Whenever a line of the data below holds the string "EntityKind", copy that line.

Stored items:
———
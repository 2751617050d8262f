//! Summary numbers for a stored graph.

use std::collections::HashMap;

use sciagg_common::{EntityKind, GraphEdge, GraphNode};
use serde::Serialize;

const TOP_NODES: usize = 5;

#[derive(Debug, Clone, Serialize, PartialEq)]
pub struct TopNode {
    pub id: String,
    pub name: String,
    pub kind: EntityKind,
    pub degree: usize,
}

#[derive(Debug, Clone, Serialize, PartialEq)]
pub struct GraphStats {
    pub nodes: usize,
    pub edges: usize,
    /// `2E / (N (N - 1))`, 0 for fewer than two nodes.
    pub density: f64,
    pub components: usize,
    pub nodes_by_kind: HashMap<EntityKind, usize>,
    pub top_nodes: Vec<TopNode>,
}

impl GraphStats {
    pub fn compute(nodes: &[GraphNode], edges: &[GraphEdge]) -> Self {
        let n = nodes.len();
        let index: HashMap<&str, usize> =
            nodes.iter().enumerate().map(|(i, node)| (node.id.as_str(), i)).collect();

        let mut degree = vec![0usize; n];
        let mut components = UnionFind::new(n);
        for edge in edges {
            if let (Some(&a), Some(&b)) = (index.get(edge.source.as_str()), index.get(edge.target.as_str())) {
                degree[a] += 1;
                degree[b] += 1;
                components.union(a, b);
            }
        }

        let density = if n < 2 {
            0.0
        } else {
            (2.0 * edges.len() as f64) / (n as f64 * (n as f64 - 1.0))
        };

        let mut nodes_by_kind = HashMap::new();
        for node in nodes {
            *nodes_by_kind.entry(node.kind).or_insert(0) += 1;
        }

        let mut ranked: Vec<usize> = (0..n).collect();
        ranked.sort_by(|&a, &b| degree[b].cmp(&degree[a]).then_with(|| nodes[a].id.cmp(&nodes[b].id)));
        let top_nodes = ranked
            .into_iter()
            .take(TOP_NODES)
            .map(|i| TopNode {
                id: nodes[i].id.clone(),
                name: nodes[i].name.clone(),
                kind: nodes[i].kind,
                degree: degree[i],
            })
            .collect();

        Self {
            nodes: n,
            edges: edges.len(),
            density,
            components: components.count(),
            nodes_by_kind,
            top_nodes,
        }
    }
}

struct UnionFind {
    parent: Vec<usize>,
    sets: usize,
}

impl UnionFind {
    fn new(n: usize) -> Self {
        Self { parent: (0..n).collect(), sets: n }
    }

    fn find(&mut self, mut x: usize) -> usize {
        while self.parent[x] != x {
            self.parent[x] = self.parent[self.parent[x]];
            x = self.parent[x];
        }
        x
    }

    fn union(&mut self, a: usize, b: usize) {
        let (ra, rb) = (self.find(a), self.find(b));
        if ra != rb {
            self.parent[rb] = ra;
            self.sets -= 1;
        }
    }

    fn count(&self) -> usize {
        self.sets
    }
}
———
* **Exercise output**
use sciagg_common::{EntityKind, GraphEdge, GraphNode};
    pub kind: EntityKind,
    pub nodes_by_kind: HashMap<EntityKind, usize>,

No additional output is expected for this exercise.